Fast-casual restaurant chain based in Puerto Rico

El Mesón Sándwiches (marketed in Central Florida and sometimes in Puerto Rico as Meson Sandwiches) is a Puerto Rican fast-casual restaurant chain that primarily sells sandwiches, salads and breakfast items, which it serves all day long. Based in Mayagüez, Puerto Rico, it is Puerto Rico's largest restaurant chain. In 2012 it was named one of the world's top fast food chains by Travel & Leisure magazine. The chain is family-owned and operated and began franchising in 2018. It has 42 locations in Puerto Rico and four in Central Florida, located at The Florida Mall, in Kissimmee, at Lee Vista Promenade, and in Lake Nona. El Mesón Sándwiches units average $2 million in sales per year; system-wide sales in 2015 were just under $80 million.

==History==
El Mesón Sándwiches was founded by Felipe Pérez Valentín in 1972, with its first restaurant in the beach town of Aguadilla, Puerto Rico. The original restaurant was known primarily for its home-style sandwiches in a family-style atmosphere. Many of its early customers were mainland American surfers who came early in the day asking for big, healthy breakfasts. Their requests prompted Pérez Valentín to create a sandwich stuffed with fresh vegetables and soy-based protein, dubbed "The Surfer". In 1987, El Mesón's second location opened and rapid growth followed shortly after Pérez Valentín's son returned from college.

==Products==
El Mesón's sandwiches are mostly served on criollo bread, a sweet, French-style bread with a Caribbean flavor. Most are pressed on a hot grill and served with cabbage, tomatoes, mayonnaise and margarine. The Delicioso sandwich comes with turkey and bacon. The White House is grilled with roast beef, turkey and mushrooms. El Mesón also serves sandwiches on baked potatoes.

==Current leadership==
Felipe Pérez Grajales is the current president of El Mesón Sándwiches, born in 1965, son of the chain's founder and the eldest of three brothers; one of which, Gil, is the executive vice president of the chain. From the early 1970s through his high school years, the eldest Pérez Grajales worked in the original El Mesón restaurant in Aguadilla. In 1983 he left Puerto Rico to attend Jacksonville University. Though he received several offers from companies in the mainland United States, he returned to Puerto Rico in 1987 to help expand the family business.
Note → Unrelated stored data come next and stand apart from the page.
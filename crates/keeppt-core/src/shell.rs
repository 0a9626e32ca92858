//! Shell state machine
//!
//! All UI mutations of the dashboard shell go through [`ShellState::reduce`].
//! The reducer never navigates itself: it returns a [`ShellEffect`] that the
//! rendering layer hands to the routing collaborator.

use tracing::debug;

use crate::config::ShellConfig;
use crate::navigation::Navigator;
use crate::viewport::ViewportClass;

/// Mobile sidebar drawer state
#[derive(Debug, Clone, Copy, PartialEq, Eq, Default)]
pub enum SidebarState {
    Open,
    #[default]
    Closed,
}

impl SidebarState {
    pub fn toggled(self) -> Self {
        match self {
            SidebarState::Open => SidebarState::Closed,
            SidebarState::Closed => SidebarState::Open,
        }
    }

    pub fn is_open(self) -> bool {
        self == SidebarState::Open
    }
}

/// User menu dropdown state
#[derive(Debug, Clone, Copy, PartialEq, Eq, Default)]
pub enum MenuState {
    Open,
    #[default]
    Closed,
}

/// Signal reported by the menu control
#[derive(Debug, Clone, Copy, PartialEq, Eq)]
pub enum MenuEvent {
    /// Trigger activated while closed
    Open,
    /// Outside click, Escape, item selection, or trigger activated while open
    Close,
}

impl MenuState {
    pub fn apply(self, event: MenuEvent) -> Self {
        match event {
            MenuEvent::Open => MenuState::Open,
            MenuEvent::Close => MenuState::Closed,
        }
    }

    pub fn is_open(self) -> bool {
        self == MenuState::Open
    }

    /// Event a click on the trigger reports in this state
    pub fn trigger_event(self) -> MenuEvent {
        match self {
            MenuState::Open => MenuEvent::Close,
            MenuState::Closed => MenuEvent::Open,
        }
    }
}

/// Items in the user dropdown
#[derive(Debug, Clone, Copy, PartialEq, Eq)]
pub enum UserMenuItem {
    AccountSettings,
    Logout,
}

impl UserMenuItem {
    pub const ALL: [UserMenuItem; 2] = [UserMenuItem::AccountSettings, UserMenuItem::Logout];

    pub fn label(self) -> &'static str {
        match self {
            UserMenuItem::AccountSettings => "Account settings",
            UserMenuItem::Logout => "Logout",
        }
    }

    /// Group heading the item is listed under
    pub fn section(self) -> &'static str {
        match self {
            UserMenuItem::AccountSettings => "Settings",
            UserMenuItem::Logout => "Danger zone",
        }
    }

    pub fn is_danger(self) -> bool {
        matches!(self, UserMenuItem::Logout)
    }

    pub fn target(self, config: &ShellConfig) -> &str {
        match self {
            UserMenuItem::AccountSettings => &config.settings_route,
            UserMenuItem::Logout => &config.logout_route,
        }
    }
}

/// User interactions the shell reacts to
#[derive(Debug, Clone, PartialEq, Eq)]
pub enum ShellAction {
    /// Mobile menu toggle activated
    ToggleSidebar,
    /// Menu control reported open/close
    UserMenu(MenuEvent),
    /// Dropdown item chosen
    SelectMenuItem(UserMenuItem),
    /// Sidebar link activated
    Navigate(String),
    /// Brand label activated
    BrandActivated,
}

/// Side effect requested by a state transition
#[derive(Debug, Clone, PartialEq, Eq)]
pub enum ShellEffect {
    Navigate(String),
}

impl ShellEffect {
    pub fn run<N: Navigator + ?Sized>(self, navigator: &N) {
        match self {
            ShellEffect::Navigate(path) => navigator.navigate(&path),
        }
    }
}

/// UI state owned by one dashboard shell instance
#[derive(Debug, Clone, Copy, PartialEq, Eq, Default)]
pub struct ShellState {
    pub sidebar: SidebarState,
    pub user_menu: MenuState,
}

impl ShellState {
    pub fn new() -> Self {
        Self::default()
    }

    /// Apply one action. Navigation never touches the sidebar flag.
    pub fn reduce(&mut self, action: ShellAction, config: &ShellConfig) -> Option<ShellEffect> {
        debug!(?action, "shell action");
        let effect = match action {
            ShellAction::ToggleSidebar => {
                self.sidebar = self.sidebar.toggled();
                None
            }
            ShellAction::UserMenu(event) => {
                self.user_menu = self.user_menu.apply(event);
                None
            }
            ShellAction::SelectMenuItem(item) => {
                self.user_menu = self.user_menu.apply(MenuEvent::Close);
                Some(ShellEffect::Navigate(item.target(config).to_string()))
            }
            ShellAction::Navigate(path) => Some(ShellEffect::Navigate(path)),
            ShellAction::BrandActivated => {
                Some(ShellEffect::Navigate(config.root_route.clone()))
            }
        };
        if let Some(effect) = &effect {
            debug!(?effect, "shell effect");
        }
        effect
    }

    /// Reduce and hand any effect straight to the navigator
    pub fn dispatch<N: Navigator + ?Sized>(
        &mut self,
        action: ShellAction,
        config: &ShellConfig,
        navigator: &N,
    ) {
        if let Some(effect) = self.reduce(action, config) {
            effect.run(navigator);
        }
    }

    /// Wide viewports always show the sidebar; narrow ones follow the flag.
    pub fn sidebar_visible(&self, viewport: ViewportClass) -> bool {
        match viewport {
            ViewportClass::Wide => true,
            ViewportClass::Narrow => self.sidebar.is_open(),
        }
    }
}

#[cfg(test)]
mod tests {
    use super::*;

    fn config() -> ShellConfig {
        ShellConfig::default()
    }

    #[test]
    fn test_initial_state_closed() {
        let state = ShellState::new();
        assert_eq!(state.sidebar, SidebarState::Closed);
        assert_eq!(state.user_menu, MenuState::Closed);
        assert!(!state.user_menu.is_open());
    }

    #[test]
    fn test_toggle_parity() {
        let cfg = config();
        for n in 0..9 {
            let mut state = ShellState::new();
            for _ in 0..n {
                assert_eq!(state.reduce(ShellAction::ToggleSidebar, &cfg), None);
            }
            assert_eq!(state.sidebar.is_open(), n % 2 == 1, "after {n} toggles");
        }
    }

    #[test]
    fn test_sidebar_visibility_by_viewport() {
        let mut state = ShellState::new();
        assert!(state.sidebar_visible(ViewportClass::Wide));
        assert!(!state.sidebar_visible(ViewportClass::Narrow));

        state.reduce(ShellAction::ToggleSidebar, &config());
        assert!(state.sidebar_visible(ViewportClass::Wide));
        assert!(state.sidebar_visible(ViewportClass::Narrow));
    }

    #[test]
    fn test_navigation_keeps_sidebar_open() {
        let cfg = config();
        let mut state = ShellState::new();
        state.reduce(ShellAction::ToggleSidebar, &cfg);

        let effect = state.reduce(ShellAction::Navigate("/links".into()), &cfg);
        assert_eq!(effect, Some(ShellEffect::Navigate("/links".into())));
        assert!(state.sidebar.is_open());

        state.reduce(ShellAction::BrandActivated, &cfg);
        assert!(state.sidebar.is_open());
    }

    #[test]
    fn test_menu_open_close() {
        let cfg = config();
        let mut state = ShellState::new();
        state.reduce(ShellAction::UserMenu(MenuEvent::Open), &cfg);
        assert!(state.user_menu.is_open());

        // Repeated open stays open
        state.reduce(ShellAction::UserMenu(MenuEvent::Open), &cfg);
        assert!(state.user_menu.is_open());

        state.reduce(ShellAction::UserMenu(MenuEvent::Close), &cfg);
        assert!(!state.user_menu.is_open());
    }

    #[test]
    fn test_trigger_event_alternates() {
        assert_eq!(MenuState::Closed.trigger_event(), MenuEvent::Open);
        assert_eq!(MenuState::Open.trigger_event(), MenuEvent::Close);
    }

    #[test]
    fn test_menu_item_selection_closes_menu() {
        let cfg = config();
        for item in UserMenuItem::ALL {
            let mut state = ShellState::new();
            state.reduce(ShellAction::UserMenu(MenuEvent::Open), &cfg);
            state.reduce(ShellAction::SelectMenuItem(item), &cfg);
            assert_eq!(state.user_menu, MenuState::Closed, "{item:?}");
        }
    }

    #[test]
    fn test_menu_item_targets() {
        let cfg = config();
        let mut state = ShellState::new();
        assert_eq!(
            state.reduce(ShellAction::SelectMenuItem(UserMenuItem::AccountSettings), &cfg),
            Some(ShellEffect::Navigate("/settings".into()))
        );
        assert_eq!(
            state.reduce(ShellAction::SelectMenuItem(UserMenuItem::Logout), &cfg),
            Some(ShellEffect::Navigate("/api/logout".into()))
        );
    }

    #[test]
    fn test_menu_sections() {
        assert_eq!(UserMenuItem::AccountSettings.section(), "Settings");
        assert_eq!(UserMenuItem::Logout.section(), "Danger zone");
        assert!(UserMenuItem::Logout.is_danger());
        assert!(!UserMenuItem::AccountSettings.is_danger());
    }

    #[test]
    fn test_brand_navigates_to_root() {
        let mut state = ShellState::new();
        assert_eq!(
            state.reduce(ShellAction::BrandActivated, &config()),
            Some(ShellEffect::Navigate("/".into()))
        );
    }
}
Pérez Grajales has been recognized as an outstanding businessman by Ernst & Young, the Puerto Rico Chamber of Commerce, the Sales & Marketing Executives (SME) Association, and the House of Representatives and Senate of Puerto Rico. He was president of the Organizing Committee for the 2010 Central American and Caribbean Games in Mayagüez and is president of the Mayagüez 2010 Foundation.